**What the task asks**
Nothing in the records may be left out or altered; reproduce them all exactly.
▼
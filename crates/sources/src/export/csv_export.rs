use std::fs::{self, File};
use std::io::Write;
use std::path::Path;

use csv::{ReaderBuilder, Writer};
use glosscheck_core::{CompareRecord, DiffRecord};
use serde::Serialize;

use crate::error::SourceError;
use crate::reader::{decode_text, read_bytes};

fn ensure_parent_dir(path: &Path) -> Result<(), SourceError> {
    if let Some(parent) = path.parent() {
        if !parent.as_os_str().is_empty() && !parent.exists() {
            fs::create_dir_all(parent).map_err(|source| SourceError::Write {
                path: parent.to_path_buf(),
                source,
            })?;
        }
    }
    Ok(())
}

pub(crate) fn create_file(path: &Path) -> Result<File, SourceError> {
    ensure_parent_dir(path)?;
    File::create(path).map_err(|source| SourceError::Write {
        path: path.to_path_buf(),
        source,
    })
}

/// Writes serialisable rows as UTF-8 CSV with a BOM so spreadsheet tools pick the encoding.
fn write_rows<T: Serialize>(path: &Path, rows: &[T], headers: &[&str]) -> Result<(), SourceError> {
    let csv_error = |source| SourceError::Csv {
        path: path.to_path_buf(),
        source,
    };
    let mut file = create_file(path)?;
    file.write_all(b"\xEF\xBB\xBF")
        .map_err(|source| SourceError::Write {
            path: path.to_path_buf(),
            source,
        })?;

    let mut writer = Writer::from_writer(file);
    if rows.is_empty() {
        writer.write_record(headers).map_err(csv_error)?;
    }
    for row in rows {
        writer.serialize(row).map_err(csv_error)?;
    }
    writer.flush().map_err(|source| SourceError::Write {
        path: path.to_path_buf(),
        source,
    })
}

/// 匯出比對結果 CSV。 / Exports compare records with the sixteen output headers.
pub fn write_compare_csv(path: impl AsRef<Path>, records: &[CompareRecord]) -> Result<(), SourceError> {
    let headers: Vec<&str> = glosscheck_core::CompareColumn::ALL
        .iter()
        .map(|column| column.header())
        .collect();
    write_rows(path.as_ref(), records, &headers)
}

/// 匯出差異報告 CSV。 / Exports a change log (`Key, Change, Column, Old, New`).
pub fn write_diff_csv(path: impl AsRef<Path>, changes: &[DiffRecord]) -> Result<(), SourceError> {
    write_rows(path.as_ref(), changes, &["Key", "Change", "Column", "Old", "New"])
}

/// 讀回先前匯出的比對 CSV。 / Reads compare records back from an exported CSV.
pub fn read_compare_records(path: impl AsRef<Path>) -> Result<Vec<CompareRecord>, SourceError> {
    let path = path.as_ref();
    let text = decode_text(path, &read_bytes(path)?)?;
    let mut reader = ReaderBuilder::new().from_reader(text.as_bytes());
    reader
        .deserialize()
        .map(|record| {
            record.map_err(|source| SourceError::Csv {
                path: path.to_path_buf(),
                source,
            })
        })
        .collect()
}
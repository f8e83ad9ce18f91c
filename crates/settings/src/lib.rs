//! Tool configuration, storage-directory resolution and export-version bookkeeping.

pub mod config;
mod error;
pub mod storage;

use std::fs;
use std::path::Path;

pub use config::{default_config_path, ConfigStore, ToolConfig, CONFIG_ENV, CONFIG_FILE_NAME};
pub use error::SettingsError;
pub use storage::{ExportVersion, SourceAlias, Storage, StorageLocator, STORAGE_ENV};

/// Writes through a `.tmp` sibling and renames it into place.
pub(crate) fn write_atomic(path: &Path, data: &[u8]) -> Result<(), SettingsError> {
    if let Some(parent) = path.parent() {
        fs::create_dir_all(parent).map_err(|source| SettingsError::CreateDir {
            path: parent.to_path_buf(),
            source,
        })?;
    }
    let tmp_path = path.with_extension("tmp");
    fs::write(&tmp_path, data).map_err(|source| SettingsError::Write {
        path: tmp_path.clone(),
        source,
    })?;
    fs::rename(&tmp_path, path).map_err(|source| SettingsError::Write {
        path: path.to_path_buf(),
        source,
    })
}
▲
**Task output**
filename crates/sources/src/export/csv_export.rs
use std::fs::{self, File};
use std::io::Write;
use std::path::Path;

use csv::{ReaderBuilder, Writer};
use glosscheck_core::{CompareRecord, DiffRecord};
use serde::Serialize;

use crate::error::SourceError;
use crate::reader::{decode_text, read_bytes};

fn ensure_parent_dir(path: &Path) -> Result<(), SourceError> {
    if let Some(parent) = path.parent() {
        if !parent.as_os_str().is_empty() && !parent.exists() {
            fs::create_dir_all(parent).map_err(|source| SourceError::Write {
                path: parent.to_path_buf(),
                source,
            })?;
        }
    }
    Ok(())
}

pub(crate) fn create_file(path: &Path) -> Result<File, SourceError> {
    ensure_parent_dir(path)?;
    File::create(path).map_err(|source| SourceError::Write {
        path: path.to_path_buf(),
        source,
    })
}

/// Writes serialisable rows as UTF-8 CSV with a BOM so spreadsheet tools pick the encoding.
fn write_rows<T: Serialize>(path: &Path, rows: &[T], headers: &[&str]) -> Result<(), SourceError> {
    let csv_error = |source| SourceError::Csv {
        path: path.to_path_buf(),
        source,
    };
    let mut file = create_file(path)?;
    file.write_all(b"\xEF\xBB\xBF")
        .map_err(|source| SourceError::Write {
            path: path.to_path_buf(),
            source,
        })?;

    let mut writer = Writer::from_writer(file);
    if rows.is_empty() {
        writer.write_record(headers).map_err(csv_error)?;
    }
    for row in rows {
        writer.serialize(row).map_err(csv_error)?;
    }
    writer.flush().map_err(|source| SourceError::Write {
        path: path.to_path_buf(),
        source,
    })
}

/// 匯出比對結果 CSV。 / Exports compare records with the sixteen output headers.
pub fn write_compare_csv(path: impl AsRef<Path>, records: &[CompareRecord]) -> Result<(), SourceError> {
    let headers: Vec<&str> = glosscheck_core::CompareColumn::ALL
        .iter()
        .map(|column| column.header())
        .collect();
    write_rows(path.as_ref(), records, &headers)
}

/// 匯出差異報告 CSV。 / Exports a change log (`Key, Change, Column, Old, New`).
pub fn write_diff_csv(path: impl AsRef<Path>, changes: &[DiffRecord]) -> Result<(), SourceError> {
    write_rows(path.as_ref(), changes, &["Key", "Change", "Column", "Old", "New"])
}

/// 讀回先前匯出的比對 CSV。 / Reads compare records back from an exported CSV.
pub fn read_compare_records(path: impl AsRef<Path>) -> Result<Vec<CompareRecord>, SourceError> {
    let path = path.as_ref();
    let text = decode_text(path, &read_bytes(path)?)?;
    let mut reader = ReaderBuilder::new().from_reader(text.as_bytes());
    reader
        .deserialize()
        .map(|record| {
            record.map_err(|source| SourceError::Csv {
                path: path.to_path_buf(),
                source,
            })
        })
        .collect()
}
repository f8e83ad9ce18f91c
filename crates/settings/src/lib.rs
//! Tool configuration, storage-directory resolution and export-version bookkeeping.

pub mod config;
mod error;
pub mod storage;

use std::fs;
use std::path::Path;

pub use config::{default_config_path, ConfigStore, ToolConfig, CONFIG_ENV, CONFIG_FILE_NAME};
pub use error::SettingsError;
pub use storage::{ExportVersion, SourceAlias, Storage, StorageLocator, STORAGE_ENV};

/// Writes through a `.tmp` sibling and renames it into place.
pub(crate) fn write_atomic(path: &Path, data: &[u8]) -> Result<(), SettingsError> {
    if let Some(parent) = path.parent() {
        fs::create_dir_all(parent).map_err(|source| SettingsError::CreateDir {
            path: parent.to_path_buf(),
            source,
        })?;
    }
    let tmp_path = path.with_extension("tmp");
    fs::write(&tmp_path, data).map_err(|source| SettingsError::Write {
        path: tmp_path.clone(),
        source,
    })?;
    fs::rename(&tmp_path, path).map_err(|source| SettingsError::Write {
        path: path.to_path_buf(),
        source,
    })
}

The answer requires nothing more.